The Ultimatum Game is quickly catching up with the Prisoner's Dilemma as a prime showpiece of apparently irrational behavior. In the past two decades, it has inspired dozens of theoretical and experimental investigations. The rules of the game are surprisingly simple. Two players have to agree on how to split a sum of money. The proposer makes an offer. If the responder accepts, the deal goes ahead. If the responder rejects, neither player gets anything. In both cases, the game is over. Obviously, rational responders should accept even the smallest positive offer, since the alternative is getting nothing. Proposers, therefore, should be able to claim almost the entire sum. In a large number of human studies, however, conducted with different incentives in different countries, the majority of proposers offer 40 to 50% of the total sum, and about half of all responders reject offers below 30% (1–6).

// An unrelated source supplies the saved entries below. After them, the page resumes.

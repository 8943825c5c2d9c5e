//! Deterministic layout engine for roadmap Gantt views.
//!
//! Tracker records go through the position mapper, get classified into
//! bars, milestones and events, are lane-packed per category row, and can
//! then be viewed through a clipped and rescaled period window.

pub mod config;
pub mod error;
pub mod io;
pub mod layout;
pub mod model;
pub mod store;

pub use config::RoadmapConfig;
pub use error::{Result, RoadmapError};
pub use layout::{
    apply_period_filter, build_roadmap, delivery_summary, layout_milestones, layout_tasks,
    pack_lanes, view_roadmap, DisplayWindow, Interval, Period, RoadmapView,
};
pub use model::{Category, Roadmap, TaskDate, TaskRecord, TimeOrigin};
pub use store::{JsonFilePositionStore, MemoryPositionStore, PositionStore, StoredPosition};
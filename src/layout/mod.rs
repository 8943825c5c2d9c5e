//! Timeline layout engine.
//!
//! Every function here is a pure computation over its inputs: nothing is
//! cached between calls and the input collections are never mutated, so the
//! same tasks, dates and window always produce the same layout.

pub mod labels;
pub mod lanes;
pub mod period;
pub mod roadmap;

use serde::{Deserialize, Serialize};

pub use labels::{layout_milestones, Leveled, MarkerKind, MilestoneLayout, PointMarker};
pub use lanes::{pack_lanes, LaneSettings, Placed, PlacedInterval, RowLayout, SortKey};
pub use period::{
    apply_period_filter, project_markers, Clipped, DisplayWindow, FilteredView, Period, Projected,
};
pub use roadmap::{
    build_roadmap, delivery_summary, layout_tasks, view_roadmap, DeliveryLine, RoadmapView,
    TaskLayout,
};

/// Horizontal extent of a task on the canonical timeline.
#[derive(Debug, Clone, PartialEq, Serialize, Deserialize)]
pub struct Interval {
    pub id: String,
    #[serde(rename = "row")]
    pub category: String,
    #[serde(rename = "left")]
    pub start: f64,
    #[serde(rename = "right")]
    pub end: f64,
}

impl Interval {
    /// `end` is raised to `start` when the two are reversed.
    pub fn new(id: impl Into<String>, category: impl Into<String>, start: f64, end: f64) -> Self {
        Self {
            id: id.into(),
            category: category.into(),
            start,
            end: end.max(start),
        }
    }

    /// Like [`Interval::new`] but at least `min_width` wide.
    pub fn with_min_width(
        id: impl Into<String>,
        category: impl Into<String>,
        start: f64,
        end: f64,
        min_width: f64,
    ) -> Self {
        Self::new(id, category, start, end.max(start + min_width))
    }

    pub fn width(&self) -> f64 {
        self.end - self.start
    }

    /// Overlap-or-too-close test: true unless at least `gap` pixels separate
    /// the two intervals.
    pub fn is_near(&self, other: &Interval, gap: f64) -> bool {
        self.start < other.end + gap && other.start < self.end + gap
    }
}

/// Anything that owns a canonical interval.
pub trait Spanned {
    fn interval(&self) -> &Interval;
}

impl Spanned for Interval {
    fn interval(&self) -> &Interval {
        self
    }
}

/// Anything anchored at a single horizontal position.
pub trait Anchored {
    fn position(&self) -> f64;
}
use std::path::Path;

use crate::error::{Result, RoadmapError};
use crate::layout::roadmap::DeliverySection;
use crate::model::PastDelivery;

/// Write the delivery recap as a semicolon-delimited CSV.
///
/// Columns: Category ; Task ; End Date ; Period
/// Dates are formatted as DD/MM/YYYY. Past deliveries come first, marked
/// `past`, then the roadmap sections in category order.
/// Returns the number of data rows written.
pub fn export_delivery_summary<W: std::io::Write>(
    sections: &[DeliverySection],
    past: &[PastDelivery],
    writer: W,
) -> Result<usize> {
    let mut wtr = csv::WriterBuilder::new()
        .delimiter(b';')
        .has_headers(false)
        .from_writer(writer);

    wtr.write_record(["Category", "Task", "End Date", "Period"])?;

    let mut rows = 0usize;
    for delivery in past {
        wtr.write_record([
            delivery.category.as_str(),
            delivery.name.as_str(),
            delivery.end_label().as_str(),
            "past",
        ])?;
        rows += 1;
    }
    for section in sections {
        for line in &section.lines {
            wtr.write_record([
                section.category.name.as_str(),
                line.name.as_str(),
                line.end_date.format("%d/%m/%Y").to_string().as_str(),
                "roadmap",
            ])?;
            rows += 1;
        }
    }

    wtr.flush().map_err(csv::Error::from)?;
    Ok(rows)
}

/// Same as [`export_delivery_summary`], into a file.
pub fn export_delivery_summary_to(
    sections: &[DeliverySection],
    past: &[PastDelivery],
    path: &Path,
) -> Result<usize> {
    let file = std::fs::File::create(path).map_err(|e| RoadmapError::io(path, e))?;
    export_delivery_summary(sections, past, file)
}

#[cfg(test)]
mod tests {
    use super::*;
    use crate::layout::roadmap::DeliveryLine;
    use crate::model::Category;
    use chrono::NaiveDate;

    #[test]
    fn writes_past_then_sections() {
        let d = |y, m, day| NaiveDate::from_ymd_opt(y, m, day).unwrap();
        let sections = vec![DeliverySection {
            category: Category::new("pac", "PAC"),
            lines: vec![DeliveryLine {
                id: "t1".into(),
                name: "Accompagnement HLM".into(),
                end_date: d(2026, 6, 30),
            }],
        }];
        let past = vec![PastDelivery {
            id: "old".into(),
            name: "Rapports lot 2".into(),
            category: "rapports".into(),
            end_date: d(2025, 11, 14),
            status: "complete".into(),
        }];

        let mut out = Vec::new();
        let rows = export_delivery_summary(&sections, &past, &mut out).unwrap();
        assert_eq!(rows, 2);

        let text = String::from_utf8(out).unwrap();
        let lines: Vec<&str> = text.lines().collect();
        assert_eq!(lines[0], "Category;Task;End Date;Period");
        assert_eq!(lines[1], "rapports;Rapports lot 2;14/11/2025;past");
        assert_eq!(lines[2], "PAC;Accompagnement HLM;30/06/2026;roadmap");
    }
}
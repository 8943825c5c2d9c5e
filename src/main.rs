use std::path::{Path, PathBuf};

use anyhow::{bail, Context};
use chrono::NaiveDate;
use clap::{Parser, Subcommand};
use log::info;

use roadmap_layout::io;
use roadmap_layout::layout::{delivery_summary, view_roadmap, Period};
use roadmap_layout::store::{
    apply_stored_positions, positions_of, JsonFilePositionStore, PositionStore,
};
use roadmap_layout::{build_roadmap, Category, RoadmapConfig, TaskRecord};

#[derive(Parser, Debug)]
#[clap(author, version, about = "Lay out tracker tasks as a roadmap Gantt view", long_about = None)]
struct Cli {
    /// Configuration file (defaults to the OS config directory)
    #[clap(long, global = true)]
    config: Option<PathBuf>,

    #[clap(subcommand)]
    command: Command,
}

#[derive(Subcommand, Debug)]
enum Command {
    /// Compute the roadmap layout and print it as JSON
    Layout {
        #[clap(flatten)]
        input: Input,
        /// Stored manual positions to lay over the computed bars
        #[clap(long)]
        positions: Option<PathBuf>,
        /// Visible period: `all`, `next-months:N` or `YYYY-MM-DD..YYYY-MM-DD`
        #[clap(long, default_value = "all")]
        period: String,
        /// Available width in pixels for a period view
        #[clap(long, default_value_t = 1200.0)]
        width: f64,
        /// Write the JSON here instead of stdout
        #[clap(long, short)]
        output: Option<PathBuf>,
    },
    /// Export the delivery recap as CSV
    Summary {
        #[clap(flatten)]
        input: Input,
        /// Output CSV file
        #[clap(long, short)]
        output: PathBuf,
    },
    /// Manage stored manual positions
    Positions {
        /// Position store file
        #[clap(long)]
        store: PathBuf,
        #[clap(subcommand)]
        action: PositionAction,
    },
}

#[derive(Subcommand, Debug)]
enum PositionAction {
    /// Print stored positions
    Show,
    /// Store the current computed layout as manual positions
    Snapshot {
        #[clap(flatten)]
        input: Input,
    },
    /// Delete all stored positions
    Reset,
}

#[derive(clap::Args, Debug)]
struct Input {
    /// Tasks as tracker JSON or spreadsheet CSV
    tasks: PathBuf,
    /// Ordered category list (JSON array of {key, name})
    #[clap(long)]
    categories: Option<PathBuf>,
    /// Category for CSV rows that have none
    #[clap(long, default_value = "roadmap")]
    default_category: String,
    /// Reference day for the today marker (defaults to the local date)
    #[clap(long)]
    today: Option<NaiveDate>,
}

impl Input {
    fn load(&self, config: &RoadmapConfig) -> anyhow::Result<(Vec<TaskRecord>, Vec<Category>)> {
        let records = if has_extension(&self.tasks, "csv") {
            let (records, skipped) =
                io::import_csv(&self.tasks, &self.default_category, config.timezone())?;
            info!("event=csv_imported records={} skipped={}", records.len(), skipped);
            records
        } else {
            io::load_task_records(&self.tasks, config.timezone())?
        };

        let categories = match &self.categories {
            Some(path) => io::load_categories(path)?,
            None => categories_in_order_seen(&records),
        };
        Ok((records, categories))
    }

    fn today(&self) -> NaiveDate {
        self.today
            .unwrap_or_else(|| chrono::Local::now().date_naive())
    }
}

fn has_extension(path: &Path, ext: &str) -> bool {
    path.extension()
        .and_then(|e| e.to_str())
        .is_some_and(|e| e.eq_ignore_ascii_case(ext))
}

/// One row per distinct category, in first-seen order.
fn categories_in_order_seen(records: &[TaskRecord]) -> Vec<Category> {
    let mut categories: Vec<Category> = Vec::new();
    for record in records {
        if !categories.iter().any(|c| c.key == record.category) {
            categories.push(Category::new(&record.category, record.category.to_uppercase()));
        }
    }
    categories
}

fn parse_period(raw: &str) -> anyhow::Result<Period> {
    let raw = raw.trim();
    if raw.eq_ignore_ascii_case("all") {
        return Ok(Period::All);
    }
    if let Some(months) = raw.strip_prefix("next-months:") {
        let months = months
            .parse()
            .with_context(|| format!("invalid month count in period `{raw}`"))?;
        return Ok(Period::NextMonths { months });
    }
    if let Some((start, end)) = raw.split_once("..") {
        let start = NaiveDate::parse_from_str(start, "%Y-%m-%d")
            .with_context(|| format!("invalid period start `{start}`"))?;
        let end = NaiveDate::parse_from_str(end, "%Y-%m-%d")
            .with_context(|| format!("invalid period end `{end}`"))?;
        if end < start {
            bail!("period end {end} is before start {start}");
        }
        return Ok(Period::Range { start, end });
    }
    bail!("unknown period `{raw}`; use all, next-months:N or START..END")
}

fn load_config(path: Option<&Path>) -> anyhow::Result<RoadmapConfig> {
    let path = match path {
        Some(p) => p.to_path_buf(),
        None => RoadmapConfig::default_path()?,
    };
    RoadmapConfig::load_or_default(&path)
        .with_context(|| format!("failed to load config from {}", path.display()))
}

fn write_output(json: String, output: Option<&Path>) -> anyhow::Result<()> {
    match output {
        Some(path) => std::fs::write(path, json)
            .with_context(|| format!("failed to write {}", path.display())),
        None => {
            println!("{json}");
            Ok(())
        }
    }
}

fn main() -> anyhow::Result<()> {
    env_logger::Builder::from_env(env_logger::Env::default().default_filter_or("info")).init();

    let cli = Cli::parse();
    let config = load_config(cli.config.as_deref())?;

    match cli.command {
        Command::Layout {
            input,
            positions,
            period,
            width,
            output,
        } => {
            let period = parse_period(&period)?;
            let (records, categories) = input.load(&config)?;
            let today = input.today();
            let mut roadmap = build_roadmap(&records, &categories, today, &config);

            if let Some(path) = positions {
                let stored = JsonFilePositionStore::new(path).get_all()?;
                roadmap = apply_stored_positions(&roadmap, &stored);
            }

            let json = match period.window(&config.time_origin(), today, width) {
                Some(window) => {
                    let view = view_roadmap(&roadmap, &window);
                    let mut out = serde_json::Map::new();
                    out.insert("roadmap".into(), serde_json::to_value(&roadmap)?);
                    out.insert("view".into(), serde_json::to_value(&view)?);
                    serde_json::Value::Object(out)
                }
                None => serde_json::to_value(&roadmap)?,
            };
            write_output(serde_json::to_string_pretty(&json)?, output.as_deref())
        }
        Command::Summary { input, output } => {
            let (records, categories) = input.load(&config)?;
            let roadmap = build_roadmap(&records, &categories, input.today(), &config);
            let sections = delivery_summary(
                roadmap.tasks.iter().map(|t| &t.item),
                &roadmap.categories,
                &config.time_origin(),
            );
            let rows =
                io::export_delivery_summary_to(&sections, &roadmap.past_deliveries, &output)?;
            info!("event=summary_exported rows={} path={}", rows, output.display());
            Ok(())
        }
        Command::Positions { store, action } => {
            let mut store = JsonFilePositionStore::new(store);
            match action {
                PositionAction::Show => {
                    write_output(serde_json::to_string_pretty(&store.get_all()?)?, None)
                }
                PositionAction::Snapshot { input } => {
                    let (records, categories) = input.load(&config)?;
                    let roadmap = build_roadmap(&records, &categories, input.today(), &config);
                    let count = store.save(&positions_of(&roadmap))?;
                    info!("event=positions_snapshot count={count}");
                    Ok(())
                }
                PositionAction::Reset => Ok(store.reset()?),
            }
        }
    }
}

The irrational human emphasis on a fair division suggests that players have preferences which do not depend solely on their own payoff, and that responders are ready to punish proposers offering only a small share by rejecting the deal (which costs less to themselves than to the proposers). But how do these preferences come about? One possible explanation is that the players do not grasp that they interact only once. Humans are accustomed to repeated interactions. Repeating the Ultimatum Game is like haggling over a price, and fair splits are more likely (6–8). Another argument is based on the view that allowing a co-player to get a large share is conceding a relative advantage to a direct rival. This argument holds only for very small groups, however: a simple calculation shows that responders should only reject offers that are less than 1/*n*th of the total sum, where *n* is the number of individuals in the group (9). A third explanation is based on the idea that a substantial proportion of humans maximize a subjective utility function different from the payoff (10–12).

Here, we studied the Ultimatum Game from the perspective of evolutionary game theory (13). To discuss this model, both analytically and by means of computer simulations, we set the sum which is to be divided equal to 1 and assumed that players are equally likely to be in either of the two roles. Their strategies are given by two parameters *p* and *q* ∈ [0,1]. When acting as proposer, the player offers the amount *p*. When acting as responder, the player rejects any offer smaller than *q*. The parameter *q* can be seen as an aspiration level. It is reasonable to assume that the share kept by the player acting as proposer, 1 − *p*, should not be smaller than the aspiration level, *q*. Therefore, only strategies with *p*+ *q* ≤ 1 were considered (14).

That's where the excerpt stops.